Copyright 2000 The Financial Times Limited

Financial Times

June 26, 2000, Monday

Ed Crooks

Miscalculations of official statistics may have led to the poorest regions missing out on hundreds of millions of pounds in European Union aid over the past decade, according to two Oxford academics.

The European Commission is expected today to confirm its approval of the so-called single programming document that could bring up to Pounds 1.2bn of Objective One funding to the new region of West Wales and the Valleys over 2000-06.

The exact amount will depend on the level of matching funding committed by the Treasury in the spending review, which will report by the end of next month. In a report in the latest Economic Journal, Gavin Cameron and John Muellbauer of Nuffield College argue that the money could have begun to flow a decade ago, but for errors made in calculating official statistics.

Mr Cameron and Mr Muellbauer say mistakes during the 1980s in the use of tax records to calculate regional incomes led to an underestimate of income in the south-east of England, and a corresponding overstatement for Wales, Scotland and northern England.

As a result, Wales may have lost an estimated Pounds 130m a year in EU structural assistance for which it could have been eligible between 1989 and 1999.

During the 1980s, the Inland Revenue was unable to allocate 12 per cent of its tax records to a specific region. The academics argue that the taxpayers with unallocated records were concentrated disproportionately in the south-east, and the failure to realise that led to an underestimate of south-eastern earners and incomes and an overestimate of income elsewhere.

The problem of allocating records was largely solved by the mid-1990s, and the regional income figures are now much more reliable. But the statistics may have greatly understated how far the north-south divide widened during the 1980s.

Rhodri Morgan, first secretary of the Welsh assembly, said that even if the true figures had been known they might have made little difference to Wales' prospects of receiving EU aid.
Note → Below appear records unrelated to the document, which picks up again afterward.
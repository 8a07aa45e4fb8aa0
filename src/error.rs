use crate::crawler::FetchError;
use crate::queue::BrokerError;
use crawler_redis::DedupError;
use thiserror::Error;

/// What to do with a consumed job after processing it
#[derive(Debug, Clone, Copy, PartialEq, Eq)]
pub enum Disposition {
    /// Done (crawled or already seen)
    Ack,
    /// Nack with requeue; the broker redelivers the job
    Requeue,
    /// Reject without requeue; the job can never succeed
    Drop,
}

/// Failure while processing one crawl job
#[derive(Error, Debug)]
pub enum ProcessError {
    // ===== Job Errors =====
    #[error("invalid crawl job: {0}")]
    InvalidJob(String),

    // ===== Dependency Errors =====
    #[error("dedup store error: {0}")]
    Dedup(#[from] DedupError),

    #[error("broker error: {0}")]
    Broker(#[from] BrokerError),

    #[error("fetch error: {0}")]
    Fetch(#[from] FetchError),
}

impl ProcessError {
    /// Get error code for logs and metrics labels
    pub fn error_code(&self) -> &'static str {
        match self {
            ProcessError::InvalidJob(_) => "INVALID_JOB",
            ProcessError::Dedup(e) => e.error_code(),
            ProcessError::Broker(e) => e.error_code(),
            ProcessError::Fetch(FetchError::Status { .. }) => "FETCH_STATUS",
            ProcessError::Fetch(_) => "FETCH_ERROR",
        }
    }

    /// Requeue anything that may succeed on redelivery; drop the rest.
    ///
    /// Requeue has no attempt limit.
    pub fn disposition(&self) -> Disposition {
        match self {
            ProcessError::InvalidJob(_) => Disposition::Drop,
            ProcessError::Fetch(e) if e.is_client_error() => Disposition::Drop,
            ProcessError::Fetch(_) => Disposition::Requeue,
            ProcessError::Dedup(DedupError::Protocol(_)) => Disposition::Drop,
            ProcessError::Dedup(_) => Disposition::Requeue,
            ProcessError::Broker(BrokerError::Protocol(_)) => Disposition::Drop,
            ProcessError::Broker(_) => Disposition::Requeue,
        }
    }
}
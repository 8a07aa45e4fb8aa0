//! Minimal RESP2 server covering the commands the dedup store sends

use std::collections::HashMap;
use std::io;
use std::net::SocketAddr;
use std::sync::atomic::{AtomicBool, Ordering};
use std::sync::{Arc, Mutex};
use tokio::io::{AsyncBufReadExt, AsyncReadExt, AsyncWriteExt, BufReader};
use tokio::net::{TcpListener, TcpStream};
use tokio::task::JoinHandle;
use tokio::time::{Duration, Instant};

type Data = Arc<Mutex<HashMap<Vec<u8>, Entry>>>;

struct Entry {
    value: Vec<u8>,
    expires_at: Option<Instant>,
}

impl Entry {
    fn is_live(&self, now: Instant) -> bool {
        self.expires_at.map_or(true, |at| at > now)
    }
}

pub struct FakeRedis {
    addr: SocketAddr,
    data: Data,
    muted: Arc<AtomicBool>,
    accept: JoinHandle<()>,
}

impl FakeRedis {
    pub async fn start() -> io::Result<Self> {
        let listener = TcpListener::bind("127.0.0.1:0").await?;
        let addr = listener.local_addr()?;
        let data: Data = Arc::new(Mutex::new(HashMap::new()));

        let muted = Arc::new(AtomicBool::new(false));

        let shared = data.clone();
        let silence = muted.clone();
        let accept = tokio::spawn(async move {
            while let Ok((stream, _)) = listener.accept().await {
                let data = shared.clone();
                let muted = silence.clone();
                tokio::spawn(async move {
                    let _ = serve(stream, data, muted).await;
                });
            }
        });

        Ok(Self {
            addr,
            data,
            muted,
            accept,
        })
    }

    pub fn addr(&self) -> SocketAddr {
        self.addr
    }

    /// While muted, commands are read and dropped without a reply
    pub fn mute(&self, muted: bool) {
        self.muted.store(muted, Ordering::SeqCst);
    }

    pub fn len(&self) -> usize {
        self.data.lock().unwrap().len()
    }
}

impl Drop for FakeRedis {
    fn drop(&mut self) {
        self.accept.abort();
    }
}

async fn serve(stream: TcpStream, data: Data, muted: Arc<AtomicBool>) -> io::Result<()> {
    let (read, mut write) = stream.into_split();
    let mut reader = BufReader::new(read);

    while let Some(args) = read_command(&mut reader).await? {
        if muted.load(Ordering::SeqCst) {
            continue;
        }
        let reply = execute(&args, &data);
        write.write_all(&reply).await?;
    }
    Ok(())
}

async fn read_command<R>(reader: &mut R) -> io::Result<Option<Vec<Vec<u8>>>>
where
    R: AsyncBufReadExt + Unpin,
{
    let mut line = String::new();
    if reader.read_line(&mut line).await? == 0 {
        return Ok(None);
    }

    let count: usize = parse_header(&line, '*')?;
    let mut args = Vec::with_capacity(count);
    for _ in 0..count {
        line.clear();
        reader.read_line(&mut line).await?;
        let len: usize = parse_header(&line, '$')?;

        let mut buf = vec![0u8; len + 2];
        reader.read_exact(&mut buf).await?;
        buf.truncate(len);
        args.push(buf);
    }
    Ok(Some(args))
}

fn parse_header(line: &str, marker: char) -> io::Result<usize> {
    line.trim_end()
        .strip_prefix(marker)
        .and_then(|n| n.parse().ok())
        .ok_or_else(|| io::Error::new(io::ErrorKind::InvalidData, format!("bad header {:?}", line)))
}

fn execute(args: &[Vec<u8>], data: &Data) -> Vec<u8> {
    let Some(name) = args.first() else {
        return error("empty command");
    };
    let now = Instant::now();
    let mut data = data.lock().unwrap();
    data.retain(|_, entry| entry.is_live(now));

    match name.to_ascii_uppercase().as_slice() {
        b"PING" => b"+PONG\r\n".to_vec(),
        b"CLIENT" | b"SELECT" => b"+OK\r\n".to_vec(),
        b"SET" if args.len() >= 3 => {
            let mut nx = false;
            let mut ttl = None;
            let mut options = args[3..].iter();
            while let Some(option) = options.next() {
                match option.to_ascii_uppercase().as_slice() {
                    b"NX" => nx = true,
                    b"EX" => {
                        let secs = options
                            .next()
                            .and_then(|v| std::str::from_utf8(v).ok())
                            .and_then(|v| v.parse::<u64>().ok());
                        match secs {
                            Some(secs) => ttl = Some(Duration::from_secs(secs)),
                            None => return error("value is not an integer or out of range"),
                        }
                    }
                    _ => return error("syntax error"),
                }
            }

            if nx && data.contains_key(&args[1]) {
                return b"$-1\r\n".to_vec();
            }
            data.insert(
                args[1].clone(),
                Entry {
                    value: args[2].clone(),
                    expires_at: ttl.map(|ttl| now + ttl),
                },
            );
            b"+OK\r\n".to_vec()
        }
        b"EXISTS" => integer(args[1..].iter().filter(|k| data.contains_key(*k)).count() as i64),
        b"TTL" if args.len() == 2 => match data.get(&args[1]) {
            None => integer(-2),
            Some(Entry { expires_at: None, .. }) => integer(-1),
            Some(Entry {
                expires_at: Some(at), ..
            }) => integer(at.saturating_duration_since(now).as_secs_f64().round() as i64),
        },
        b"KEYS" if args.len() == 2 => {
            let pattern = &args[1];
            let prefix = pattern.strip_suffix(b"*").unwrap_or(pattern.as_slice());
            let keys: Vec<&Vec<u8>> = data.keys().filter(|k| k.starts_with(prefix)).collect();

            let mut reply = format!("*{}\r\n", keys.len()).into_bytes();
            for key in keys {
                reply.extend_from_slice(format!("${}\r\n", key.len()).as_bytes());
                reply.extend_from_slice(key);
                reply.extend_from_slice(b"\r\n");
            }
            reply
        }
        b"DEL" => integer(args[1..].iter().filter(|k| data.remove(*k).is_some()).count() as i64),
        b"GET" if args.len() == 2 => match data.get(&args[1]) {
            Some(entry) => {
                let mut reply = format!("${}\r\n", entry.value.len()).into_bytes();
                reply.extend_from_slice(&entry.value);
                reply.extend_from_slice(b"\r\n");
                reply
            }
            None => b"$-1\r\n".to_vec(),
        },
        _ => error("unknown command"),
    }
}

fn integer(n: i64) -> Vec<u8> {
    format!(":{}\r\n", n).into_bytes()
}

fn error(message: &str) -> Vec<u8> {
    format!("-ERR {}\r\n", message).into_bytes()
}
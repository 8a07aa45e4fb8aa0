// ============================================================================
// Connection State
// ============================================================================
//
// Transitions:
//
//   Disconnected --dial ok--> Connected --transport error--> Reconnecting
//        ^                        ^                              |
//        |                        +--------- re-dial ok ---------+
//        +-- transport dropped (no supervisor) -- Connected
//
//   Any state --close()--> Closed (terminal)
//
// ============================================================================

use serde::{Deserialize, Serialize};
use std::fmt;

/// Lifecycle of a connection owned by a broker or dedup store client
#[derive(Debug, Clone, Copy, PartialEq, Eq, Hash, Serialize, Deserialize)]
#[serde(rename_all = "snake_case")]
pub enum ConnectionState {
    /// No live connection and nobody is trying to restore one
    Disconnected,
    /// Connection confirmed live
    Connected,
    /// A background supervisor is re-dialing
    Reconnecting,
    /// Explicitly shut down; terminal
    Closed,
}

impl ConnectionState {
    /// Whether requests may be issued in this state
    pub fn is_live(self) -> bool {
        matches!(self, ConnectionState::Connected)
    }

    pub fn is_terminal(self) -> bool {
        matches!(self, ConnectionState::Closed)
    }

    /// Whether moving from `self` to `next` is a legal transition.
    ///
    /// Closed is only reachable through explicit shutdown and is never left.
    pub fn can_transition_to(self, next: ConnectionState) -> bool {
        use ConnectionState::*;

        match (self, next) {
            (Closed, _) => false,
            (_, Closed) => true,
            (Disconnected, Connected) => true,
            (Connected, Reconnecting) | (Connected, Disconnected) => true,
            (Reconnecting, Connected) => true,
            _ => false,
        }
    }

    pub fn as_str(self) -> &'static str {
        match self {
            ConnectionState::Disconnected => "disconnected",
            ConnectionState::Connected => "connected",
            ConnectionState::Reconnecting => "reconnecting",
            ConnectionState::Closed => "closed",
        }
    }
}

impl fmt::Display for ConnectionState {
    fn fmt(&self, f: &mut fmt::Formatter<'_>) -> fmt::Result {
        f.write_str(self.as_str())
    }
}
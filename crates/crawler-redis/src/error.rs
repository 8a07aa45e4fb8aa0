//! Dedup store error taxonomy

use redis::RedisError;
use thiserror::Error;

/// Errors returned by [`crate::DedupStore`]
///
/// `Transport` and `Reconnecting` are transient: the supervisor is already
/// working on them and a later call may succeed. The others are not.
#[derive(Error, Debug)]
pub enum DedupError {
    /// Initial dial failed; no client was created
    #[error("failed to connect to dedup store at {address}: {source}")]
    Connection {
        address: String,
        #[source]
        source: RedisError,
    },

    /// The established connection broke during this call
    #[error("dedup store transport failure: {0}")]
    Transport(#[source] RedisError),

    /// The connection is being re-dialed; the call was not attempted
    #[error("dedup store is reconnecting")]
    Reconnecting,

    /// The store answered with an error or an unexpected reply
    #[error("unexpected reply from dedup store: {0}")]
    Protocol(String),

    #[error("dedup store client is closed")]
    Closed,

    #[error("dedup store supervisor failed: {0}")]
    Supervisor(#[from] tokio::task::JoinError),
}

impl DedupError {
    /// Get error code for logs and metrics labels
    pub fn error_code(&self) -> &'static str {
        match self {
            DedupError::Connection { .. } => "CONNECTION_ERROR",
            DedupError::Transport(_) => "TRANSPORT_ERROR",
            DedupError::Reconnecting => "RECONNECTING",
            DedupError::Protocol(_) => "PROTOCOL_ERROR",
            DedupError::Closed => "CLOSED",
            DedupError::Supervisor(_) => "SUPERVISOR_ERROR",
        }
    }

    /// Whether retrying the same call later may succeed
    pub fn is_transient(&self) -> bool {
        matches!(self, DedupError::Transport(_) | DedupError::Reconnecting)
    }

    /// Sort a failed command into transport vs protocol failure
    pub(crate) fn from_command(err: RedisError) -> Self {
        if is_transport_failure(&err) {
            DedupError::Transport(err)
        } else {
            DedupError::Protocol(err.to_string())
        }
    }
}

/// Failures of the socket itself, as opposed to error replies
pub(crate) fn is_transport_failure(err: &RedisError) -> bool {
    err.is_io_error()
        || err.is_connection_dropped()
        || err.is_connection_refusal()
        || err.is_timeout()
}

pub(crate) fn timed_out(what: &'static str) -> RedisError {
    RedisError::from(std::io::Error::new(std::io::ErrorKind::TimedOut, what))
}
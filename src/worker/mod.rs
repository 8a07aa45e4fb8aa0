// ============================================================================
// Crawl Worker
// ============================================================================
//
// Glue between the broker and the dedup store.
//
// - state.rs - WorkerState shared by every in-flight job
// - processor.rs - one job: dedup check, fetch, extract, publish, mark seen
// - runner.rs - consume loop with bounded concurrency and ack/nack/reject
//
// A job is acked only after every discovered link has been confirmed by the
// broker and the page has been recorded as seen. Anything that may succeed
// on redelivery is nacked with requeue.
//
// ============================================================================

pub mod processor;
pub mod runner;
pub mod state;

pub use processor::{ProcessResult, parse_job, process_delivery};
pub use runner::{run, seed_root};
pub use state::WorkerState;
// ============================================================================
// Crawler Worker
// ============================================================================
//
// Flow:
// 1. Load config, init tracing
// 2. Open the dedup store (starts its reconnect supervisor)
// 3. Connect to the broker and declare exchange, queue, binding
// 4. Seed the root URL unless it was crawled within the TTL
// 5. Consume jobs until SIGINT/SIGTERM
// 6. Close the broker connection, then the dedup store
//
// ============================================================================

use anyhow::{Context, Result};
use crawler_config::Config;
use crawler_redis::{DedupStore, StoreOptions};
use crawler_types::mask_url;
use crawler_worker::crawler::Fetcher;
use crawler_worker::queue::{BrokerConnection, Topology};
use crawler_worker::routes::{self, HealthContext};
use crawler_worker::worker::{self, WorkerState};
use std::sync::Arc;
use tokio_util::sync::CancellationToken;
use tracing::{error, info};
use tracing_subscriber::{layer::SubscriberExt, util::SubscriberInitExt};

#[tokio::main]
async fn main() -> Result<()> {
    let config = Arc::new(Config::from_env()?);

    tracing_subscriber::registry()
        .with(tracing_subscriber::EnvFilter::new(config.rust_log.clone()))
        .with(tracing_subscriber::fmt::layer())
        .init();

    info!("=== Crawler Worker Starting ===");
    info!("Broker: {}", mask_url(&config.broker.uri));
    info!("Exchange: {} ({})", config.broker.exchange, config.broker.exchange_kind);
    info!("Queue: {}", config.broker.queue);
    info!("Dedup store: {}", mask_url(&config.dedup.address));
    info!("Root URL: {}", config.crawl.root_url);

    let options = StoreOptions {
        ttl: config.dedup.ttl(),
        reconnect_interval: config.dedup.reconnect_interval(),
        dial_timeout: config.dedup.dial_timeout(),
        command_timeout: config.dedup.command_timeout(),
    };
    let store = Arc::new(
        DedupStore::open(config.dedup.prefix.clone(), &config.dedup.address, options)
            .await
            .context("Failed to open dedup store")?,
    );

    let broker = Arc::new(
        BrokerConnection::connect(&config.broker.uri, config.broker.confirm_timeout())
            .await
            .context("Failed to connect to broker")?,
    );
    broker
        .declare_topology(&Topology::from_config(&config.broker))
        .await
        .context("Failed to declare broker topology")?;

    let fetcher = Fetcher::new(&config.crawl.user_agent, config.crawl.fetch_timeout())
        .context("Failed to create HTTP client")?;
    let state = Arc::new(WorkerState::new(config.clone(), store.clone(), broker.clone(), fetcher));

    let shutdown = CancellationToken::new();
    tokio::spawn(wait_for_signal(shutdown.clone()));

    let health = if config.health_port > 0 {
        let context = Arc::new(HealthContext {
            store: store.clone(),
            broker: broker.clone(),
        });
        let port = config.health_port;
        let shutdown = shutdown.clone();
        Some(tokio::spawn(async move {
            if let Err(e) = routes::serve(port, context, shutdown).await {
                error!(error = %e, "Health endpoint stopped");
            }
        }))
    } else {
        info!("Health endpoint disabled (HEALTH_PORT=0)");
        None
    };

    if let Err(e) = worker::seed_root(&state).await {
        error!(error = %e, "Failed to seed root URL");
    }

    let result = worker::run(state, shutdown.clone()).await;
    shutdown.cancel();

    info!("Closing connections...");
    if let Err(e) = broker.close().await {
        error!(error = %e, "Failed to close broker connection cleanly");
    }
    if let Err(e) = store.close().await {
        error!(error = %e, "Failed to close dedup store cleanly");
    }
    if let Some(health) = health {
        let _ = health.await;
    }

    info!("Crawler worker stopped");
    result
}

async fn wait_for_signal(shutdown: CancellationToken) {
    #[cfg(unix)]
    {
        use tokio::signal::unix::{SignalKind, signal};
        match signal(SignalKind::terminate()) {
            Ok(mut sigterm) => {
                tokio::select! {
                    _ = sigterm.recv() => {
                        info!("SIGTERM received, initiating graceful shutdown...");
                    }
                    _ = tokio::signal::ctrl_c() => {
                        info!("SIGINT received, initiating graceful shutdown...");
                    }
                }
            }
            Err(e) => {
                error!(error = %e, "Failed to register SIGTERM handler, listening for Ctrl-C only");
                tokio::signal::ctrl_c().await.ok();
                info!("SIGINT received, initiating graceful shutdown...");
            }
        }
    }
    #[cfg(not(unix))]
    {
        tokio::signal::ctrl_c().await.ok();
        info!("Ctrl-C received, initiating graceful shutdown...");
    }
    shutdown.cancel();
}
// ============================================================================
// Health and Metrics Routes
// ============================================================================
//
// Endpoints:
// - GET /health - Health check (dedup store PING, broker connection)
// - GET /metrics - Prometheus metrics
//
// ============================================================================

use axum::{extract::State, http::StatusCode, response::IntoResponse};
use std::sync::Arc;

use super::HealthContext;
use crate::health;
use crate::metrics;

/// GET /health
pub async fn health_check(State(context): State<Arc<HealthContext>>) -> impl IntoResponse {
    match health::health_check(&context.store, &context.broker).await {
        Ok(()) => (StatusCode::OK, "OK"),
        Err(e) => {
            tracing::warn!(error = %e, "Health check failed");
            (StatusCode::SERVICE_UNAVAILABLE, "Service Unavailable")
        }
    }
}

/// GET /metrics
pub async fn metrics(State(context): State<Arc<HealthContext>>) -> impl IntoResponse {
    let reconnects = i64::try_from(context.store.reconnect_count()).unwrap_or(i64::MAX);
    metrics::DEDUP_RECONNECTS.set(reconnects);

    match metrics::gather_metrics() {
        Ok(metrics_data) => (
            StatusCode::OK,
            [("Content-Type", "text/plain; version=0.0.4")],
            metrics_data,
        ),
        Err(e) => {
            tracing::error!("Failed to gather metrics: {}", e);
            (
                StatusCode::INTERNAL_SERVER_ERROR,
                [("Content-Type", "text/plain")],
                "Internal Server Error".to_string(),
            )
        }
    }
}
"Even if the figures had been right, the government did not really want to claim. From the late 1980s to the mid-1990s, the Welsh Office and the Welsh Development Agency believed that the important thing to do to be successful was to claim you were already successful".

He expected to hear today "very good news" about the planned EU aid for Wales.

 

You can email me at Gavin.Cameron@economics.ox.ac.uk

Last updated: 9 November 2003.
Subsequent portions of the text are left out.